*Records provided*

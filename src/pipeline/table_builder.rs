//! Builds the index table of region/province/city/macrozone/neighbourhood ids
//! from a list of city names.

use std::path::Path;

use anyhow::{Context, Result};
use serde_json::Value;
use tracing::{info, warn};

use crate::models::IndexRow;
use crate::scrapers::ListingsApi;

/// Rows resolved from a city list plus the names that could not be resolved
#[derive(Debug, Default)]
pub struct TableBuild {
    pub rows: Vec<IndexRow>,
    pub missing: Vec<String>,
}

/// City names from a plain-text list, one per line
pub fn read_city_list(path: &Path) -> Result<Vec<String>> {
    let text = std::fs::read_to_string(path)
        .with_context(|| format!("Failed to read city list {}", path.display()))?;
    Ok(text
        .lines()
        .map(str::trim)
        .filter(|line| !line.is_empty())
        .map(str::to_string)
        .collect())
}

fn text(value: &Value, field: &str) -> Option<String> {
    match value.get(field)? {
        Value::String(s) => Some(s.clone()),
        Value::Number(n) => Some(n.to_string()),
        _ => None,
    }
}

fn number(value: &Value, field: &str) -> Option<u64> {
    match value.get(field)? {
        Value::Number(n) => n.as_u64(),
        Value::String(s) => s.parse().ok(),
        _ => None,
    }
}

/// The autocomplete entry describing the city itself rather than a street or zone
pub fn find_admin_centre(answer: &Value) -> Option<&Value> {
    answer
        .as_array()?
        .iter()
        .find(|item| item.get("admin_centre").and_then(Value::as_bool) == Some(true))
}

/// Expand one city entry into index rows.
///
/// A city with macrozones yields one row per neighbourhood; a city without
/// yields a single whole-city row with zero ids.
pub fn parse_city_info(city: &Value) -> Result<Vec<IndexRow>> {
    let parents = city
        .get("parents")
        .and_then(Value::as_array)
        .context("City entry has no parents")?;
    let province = parents.first().context("City entry has no province")?;
    let region = parents.get(1).context("City entry has no region")?;

    let whole_city = IndexRow {
        region_name: text(region, "label").context("Region has no label")?,
        region_id: text(region, "id").context("Region has no id")?,
        province_name: text(province, "label").context("Province has no label")?,
        province_id: text(province, "id").context("Province has no id")?,
        city_name: text(city, "label").context("City has no label")?,
        city_id: number(city, "id").context("City has no numeric id")?,
        macrozone_name: String::new(),
        macrozone_keyurl: String::new(),
        macrozone_id: 0,
        neighbourhood_name: String::new(),
        neighbourhood_id: 0,
    };

    let macrozones = match city.get("macrozones").and_then(Value::as_array) {
        Some(zones) if !zones.is_empty() => zones,
        _ => return Ok(vec![whole_city]),
    };

    let mut rows = Vec::new();
    for macrozone in macrozones {
        let Some(macrozone_id) = number(macrozone, "id") else {
            warn!("{}: macrozone without id", whole_city.city_name);
            continue;
        };
        let children = macrozone
            .get("children")
            .and_then(Value::as_array)
            .map(Vec::as_slice)
            .unwrap_or_default();

        for child in children {
            let Some(neighbourhood_id) = number(child, "id") else {
                continue;
            };
            rows.push(IndexRow {
                macrozone_name: text(macrozone, "label").unwrap_or_default(),
                macrozone_keyurl: text(macrozone, "keyurl").unwrap_or_default(),
                macrozone_id,
                neighbourhood_name: text(child, "label").unwrap_or_default(),
                neighbourhood_id,
                ..whole_city.clone()
            });
        }
    }
    Ok(rows)
}

/// Resolve every city name through the autocomplete endpoint.
///
/// Lookups run one at a time. A failed lookup or a name with no city match is
/// recorded as missing and the build carries on.
pub async fn build_index_table(api: &dyn ListingsApi, cities: &[String]) -> TableBuild {
    info!("Getting city info for {} cities", cities.len());

    let mut build = TableBuild::default();
    for city in cities {
        let resolved = match api.autocomplete(city).await {
            Ok(answer) => match find_admin_centre(&answer) {
                Some(info) => parse_city_info(info),
                None => Err(anyhow::anyhow!("no admin centre in answer")),
            },
            Err(e) => Err(e),
        };

        match resolved {
            Ok(rows) => build.rows.extend(rows),
            Err(e) => {
                warn!("{}: {:#}", city, e);
                build.missing.push(city.clone());
            }
        }
    }

    info!(
        "Saved data for {}/{} cities",
        cities.len() - build.missing.len(),
        cities.len()
    );
    if build.missing.is_empty() {
        info!("All cities found!");
    } else {
        info!(
            "Found {} missing cities: {}",
            build.missing.len(),
            build.missing.join(", ")
        );
    }
    build
}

*What you are asked to do*
Starting at the line above that contains "city info for", write out each line exactly until the line that contains "Ok(answer) => match" has been written, and stop there.

*Completed task*
    info!("Getting city info for {} cities", cities.len());

    let mut build = TableBuild::default();
    for city in cities {
        let resolved = match api.autocomplete(city).await {
            Ok(answer) => match find_admin_centre(&answer) {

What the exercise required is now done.